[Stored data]
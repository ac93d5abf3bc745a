//! Pull-based pipeline stages for range queries.
//!
//! A range query is a static chain of [`OneWay`] stages:
//!
//! ```text
//! BoundedLeafScanner ─► Filter<ExpirationFilter> ─► Transform<ValueMaterializer> ─► TransactionScoped
//!   StoredEntry            StoredEntry (live)          KeyWithData                   owns the txn
//! ```
//!
//! Each pull runs to completion on the calling thread, apart from the hop the materializer
//! makes to the transaction's home context. [`RgetResult`] puts a fused
//! [`Iterator`] face on the chain.

use bytes::Bytes;
use log::warn;
use std::fmt;
use std::iter::FusedIterator;

use crate::context::Context;
use crate::error::{Error, Result};
use crate::node::StoreKey;
use crate::scan::{BoundedLeafScanner, ScanStats, StoredEntry};
use crate::store::BlockSource;
use crate::txn::{BlobReader, Transaction};
use crate::value::{ExpTime, Payload, StoredValue};

/// A single-pass sequence whose pulls can fail.
pub trait OneWay {
	type Item;

	/// Returns the next item, or `None` once the sequence is done.
	fn next(&mut self) -> Result<Option<Self::Item>>;

	/// Best-effort hint that [`OneWay::next`] is about to be called. Never blocks.
	fn prefetch(&mut self) {}
}

/// Decides whether an item survives a [`Filter`].
pub trait Predicate<T> {
	fn keep(&mut self, item: &T) -> Result<bool>;
}

impl<T, F> Predicate<T> for F
where
	F: FnMut(&T) -> Result<bool>,
{
	fn keep(&mut self, item: &T) -> Result<bool> {
		self(item)
	}
}

/// Converts items in a [`Transform`].
pub trait Mapper<T> {
	type Output;

	fn map(&mut self, item: T) -> Result<Self::Output>;
}

/// Drops the items its predicate rejects.
pub struct Filter<I, P> {
	inner: I,
	predicate: P,
}

impl<I, P> Filter<I, P> {
	pub fn new(inner: I, predicate: P) -> Self {
		Filter {
			inner,
			predicate,
		}
	}

	pub fn get_ref(&self) -> &I {
		&self.inner
	}
}

impl<I, P> OneWay for Filter<I, P>
where
	I: OneWay,
	P: Predicate<I::Item>,
{
	type Item = I::Item;

	fn next(&mut self) -> Result<Option<I::Item>> {
		while let Some(item) = self.inner.next()? {
			if self.predicate.keep(&item)? {
				return Ok(Some(item));
			}
		}
		Ok(None)
	}

	fn prefetch(&mut self) {
		self.inner.prefetch()
	}
}

/// Maps every item through its mapper.
pub struct Transform<I, M> {
	inner: I,
	mapper: M,
}

impl<I, M> Transform<I, M> {
	pub fn new(inner: I, mapper: M) -> Self {
		Transform {
			inner,
			mapper,
		}
	}

	pub fn get_ref(&self) -> &I {
		&self.inner
	}
}

impl<I, M> OneWay for Transform<I, M>
where
	I: OneWay,
	M: Mapper<I::Item>,
{
	type Item = M::Output;

	fn next(&mut self) -> Result<Option<M::Output>> {
		match self.inner.next()? {
			Some(item) => self.mapper.map(item).map(Some),
			None => Ok(None),
		}
	}

	fn prefetch(&mut self) {
		self.inner.prefetch()
	}
}

/// Keeps entries that are still alive at a fixed point in time.
#[derive(Debug, Clone, Copy)]
pub struct ExpirationFilter {
	now: ExpTime,
}

impl ExpirationFilter {
	pub fn new(now: ExpTime) -> ExpirationFilter {
		ExpirationFilter {
			now,
		}
	}
}

impl Predicate<StoredEntry> for ExpirationFilter {
	fn keep(&mut self, entry: &StoredEntry) -> Result<bool> {
		let value = entry.value.decode().map_err(|e| Error::Materialize {
			key: entry.key.to_string(),
			reason: e.to_string(),
		})?;
		Ok(!value.expired(self.now))
	}
}

/// A materialized rget result. Owns its payload.
#[derive(Debug, Clone, PartialEq, Eq)]
pub struct KeyWithData {
	pub key: StoreKey,
	pub flags: u32,
	pub payload: Bytes,
}

/// Turns stored entries into [`KeyWithData`] on the transaction's home context.
pub struct ValueMaterializer<S: BlockSource> {
	home: Context,
	blobs: BlobReader<S>,
}

impl<S: BlockSource> ValueMaterializer<S> {
	pub fn new(txn: &Transaction<S>) -> Self {
		ValueMaterializer {
			home: txn.home().clone(),
			blobs: txn.blobs(),
		}
	}
}

impl<S: BlockSource> Mapper<StoredEntry> for ValueMaterializer<S> {
	type Output = KeyWithData;

	fn map(&mut self, entry: StoredEntry) -> Result<KeyWithData> {
		let blobs = self.blobs.clone();
		self.home.run(move || materialize(entry, &blobs))?
	}
}

fn materialize<S: BlockSource>(entry: StoredEntry, blobs: &BlobReader<S>) -> Result<KeyWithData> {
	let failed = |reason: String| Error::Materialize {
		key: entry.key.to_string(),
		reason,
	};

	let value = entry.value.decode().map_err(|e| failed(e.to_string()))?;
	let payload = match value.payload() {
		Payload::Inline(data) => Bytes::copy_from_slice(data),
		Payload::Blob {
			id,
			len,
		} => {
			let data = blobs.read(id)?;
			if data.len() != len as usize {
				return Err(failed(format!("{} holds {} bytes, expected {}", id, data.len(), len)));
			}
			data
		}
	};
	let flags = value.flags();

	Ok(KeyWithData {
		key: entry.key.clone(),
		flags,
		payload,
	})
}

/// Owns an inner pipeline together with the transaction it reads through.
///
/// Closing drops the inner pipeline, and with it every node lock, before the transaction is
/// released on its home context. The scope closes itself when the inner pipeline is done or
/// fails, and on drop. Pulling from a closed scope reports [`Error::Exhausted`].
pub struct TransactionScoped<I, S: BlockSource> {
	inner: Option<I>,
	txn: Option<Transaction<S>>,
}

impl<I: OneWay, S: BlockSource> TransactionScoped<I, S> {
	pub fn new(inner: I, txn: Transaction<S>) -> Self {
		TransactionScoped {
			inner: Some(inner),
			txn: Some(txn),
		}
	}

	pub fn get_ref(&self) -> Option<&I> {
		self.inner.as_ref()
	}

	pub fn is_closed(&self) -> bool {
		self.inner.is_none()
	}

	/// Tears the scope down. Later calls do nothing.
	pub fn close(&mut self) -> Result<()> {
		drop(self.inner.take());
		match self.txn.take() {
			Some(txn) => txn.release(),
			None => Ok(()),
		}
	}
}

impl<I: OneWay, S: BlockSource> OneWay for TransactionScoped<I, S> {
	type Item = I::Item;

	fn next(&mut self) -> Result<Option<I::Item>> {
		let Some(inner) = self.inner.as_mut() else {
			return Err(Error::Exhausted);
		};

		match inner.next() {
			Ok(Some(item)) => Ok(Some(item)),
			Ok(None) => {
				self.close()?;
				Ok(None)
			}
			Err(e) => {
				if let Err(close) = self.close() {
					warn!("closing after {} failed too: {}", e, close);
				}
				Err(e)
			}
		}
	}

	fn prefetch(&mut self) {
		if let Some(inner) = self.inner.as_mut() {
			inner.prefetch()
		}
	}
}

impl<I, S: BlockSource> Drop for TransactionScoped<I, S> {
	fn drop(&mut self) {
		drop(self.inner.take());
		// Release errors are logged by the transaction
		drop(self.txn.take());
	}
}

/// The stage chain behind [`RgetResult`].
pub type RgetPipeline<S> = Transform<Filter<BoundedLeafScanner<S>, ExpirationFilter>, ValueMaterializer<S>>;

/// The sequence returned by [`crate::rget_slice`].
///
/// Yields live entries in ascending key order. After the last entry or the first error it
/// yields `None` forever. Dropping it early releases every lock and the transaction.
pub struct RgetResult<S: BlockSource> {
	scope: TransactionScoped<RgetPipeline<S>, S>,
	done: bool,
}

impl<S: BlockSource> RgetResult<S> {
	pub(crate) fn new(pipeline: RgetPipeline<S>, txn: Transaction<S>) -> Self {
		RgetResult {
			scope: TransactionScoped::new(pipeline, txn),
			done: false,
		}
	}

	/// Hints the store about the next block the scan will read.
	pub fn prefetch(&mut self) {
		self.scope.prefetch()
	}

	/// Scanner counters, until the sequence closes.
	pub fn stats(&self) -> Option<ScanStats> {
		self.scope.get_ref().map(|pipeline| pipeline.get_ref().get_ref().stats())
	}

	pub fn is_closed(&self) -> bool {
		self.scope.is_closed()
	}

	/// Stops the query and releases its transaction, reporting a failed release.
	pub fn close(mut self) -> Result<()> {
		self.done = true;
		self.scope.close()
	}
}

impl<S: BlockSource> Iterator for RgetResult<S> {
	type Item = Result<KeyWithData>;

	fn next(&mut self) -> Option<Self::Item> {
		if self.done {
			return None;
		}
		match self.scope.next() {
			Ok(Some(entry)) => Some(Ok(entry)),
			Ok(None) => {
				self.done = true;
				None
			}
			Err(e) => {
				self.done = true;
				Some(Err(e))
			}
		}
	}
}

impl<S: BlockSource> FusedIterator for RgetResult<S> {}

impl<S: BlockSource> fmt::Debug for RgetResult<S> {
	fn fmt(&self, f: &mut fmt::Formatter<'_>) -> fmt::Result {
		f.debug_struct("RgetResult").field("closed", &self.is_closed()).field("done", &self.done).finish()
	}
}

#[cfg(test)]
mod tests {
	use super::*;
	use crate::store::MemStore;
	use std::collections::VecDeque;
	use std::sync::Arc;

	struct Source {
		items: VecDeque<Result<u32>>,
		prefetched: usize,
	}

	impl Source {
		fn new(items: impl IntoIterator<Item = Result<u32>>) -> Source {
			Source {
				items: items.into_iter().collect(),
				prefetched: 0,
			}
		}
	}

	impl OneWay for Source {
		type Item = u32;

		fn next(&mut self) -> Result<Option<u32>> {
			self.items.pop_front().transpose()
		}

		fn prefetch(&mut self) {
			self.prefetched += 1;
		}
	}

	struct Double;

	impl Mapper<u32> for Double {
		type Output = u64;

		fn map(&mut self, item: u32) -> Result<u64> {
			Ok(item as u64 * 2)
		}
	}

	fn drain<I: OneWay>(stage: &mut I) -> Result<Vec<I::Item>> {
		let mut out = Vec::new();
		while let Some(item) = stage.next()? {
			out.push(item);
		}
		Ok(out)
	}

	#[test]
	fn filter_then_transform_is_lazy_and_ordered() {
		let pulled = Arc::new(parking_lot::Mutex::new(Vec::new()));
		let seen = Arc::clone(&pulled);
		let odd = move |x: &u32| -> Result<bool> {
			seen.lock().push(*x);
			Ok(x % 2 == 1)
		};
		let mut stage = Transform::new(Filter::new(Source::new((0..6).map(Ok)), odd), Double);

		assert_eq!(stage.next().unwrap(), Some(2));
		assert_eq!(*pulled.lock(), vec![0, 1]);
		assert_eq!(drain(&mut stage).unwrap(), vec![6, 10]);
		assert_eq!(stage.next().unwrap(), None);
	}

	#[test]
	fn errors_pass_through_stages() {
		let keep_all = |_: &u32| -> Result<bool> { Ok(true) };
		let mut stage = Filter::new(Source::new([Ok(1), Err(Error::Exhausted), Ok(2)]), keep_all);
		assert_eq!(stage.next().unwrap(), Some(1));
		assert_eq!(stage.next(), Err(Error::Exhausted));

		let reject = |x: &u32| -> Result<bool> {
			if *x == 3 {
				Err(Error::Materialize {
					key: "3".into(),
					reason: "bad".into(),
				})
			} else {
				Ok(true)
			}
		};
		let mut stage = Filter::new(Source::new([Ok(3)]), reject);
		assert!(matches!(stage.next(), Err(Error::Materialize { .. })));
	}

	#[test]
	fn prefetch_reaches_the_source() {
		let keep_all = |_: &u32| -> Result<bool> { Ok(true) };
		let mut stage = Transform::new(Filter::new(Source::new([Ok(1)]), keep_all), Double);
		stage.prefetch();
		stage.prefetch();
		assert_eq!(stage.get_ref().get_ref().prefetched, 2);
	}

	fn scoped(items: Vec<Result<u32>>) -> (Arc<MemStore>, TransactionScoped<Source, MemStore>) {
		let store = Arc::new(MemStore::default());
		let home = Context::spawn("scope").unwrap();
		let txn = Transaction::begin(Arc::clone(&store), &home).unwrap();
		(store, TransactionScoped::new(Source::new(items), txn))
	}

	#[test]
	fn scope_closes_on_exhaustion() {
		let (store, mut scope) = scoped(vec![Ok(1)]);
		assert_eq!(store.active_snapshots(), 1);
		assert_eq!(scope.next().unwrap(), Some(1));
		assert_eq!(store.active_snapshots(), 1);
		assert_eq!(scope.next().unwrap(), None);
		assert!(scope.is_closed());
		assert_eq!(store.active_snapshots(), 0);
		assert_eq!(scope.next(), Err(Error::Exhausted));
	}

	#[test]
	fn scope_closes_before_reporting_errors() {
		let (store, mut scope) = scoped(vec![Err(Error::Exhausted), Ok(1)]);
		assert!(scope.next().is_err());
		assert_eq!(store.active_snapshots(), 0);
		assert_eq!(scope.next(), Err(Error::Exhausted));
	}

	#[test]
	fn scope_releases_on_drop_and_close_is_idempotent() {
		let (store, scope) = scoped(vec![Ok(1), Ok(2)]);
		drop(scope);
		assert_eq!(store.active_snapshots(), 0);

		let (store, mut scope) = scoped(vec![Ok(1)]);
		scope.close().unwrap();
		scope.close().unwrap();
		assert_eq!(store.active_snapshots(), 0);
	}
}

## Work to be completed
If a line of the data holds the string "BlobReader", list it.

## Written solution
use crate::txn::{BlobReader, Transaction};
	blobs: BlobReader<S>,
fn materialize<S: BlockSource>(entry: StoredEntry, blobs: &BlobReader<S>) -> Result<KeyWithData> {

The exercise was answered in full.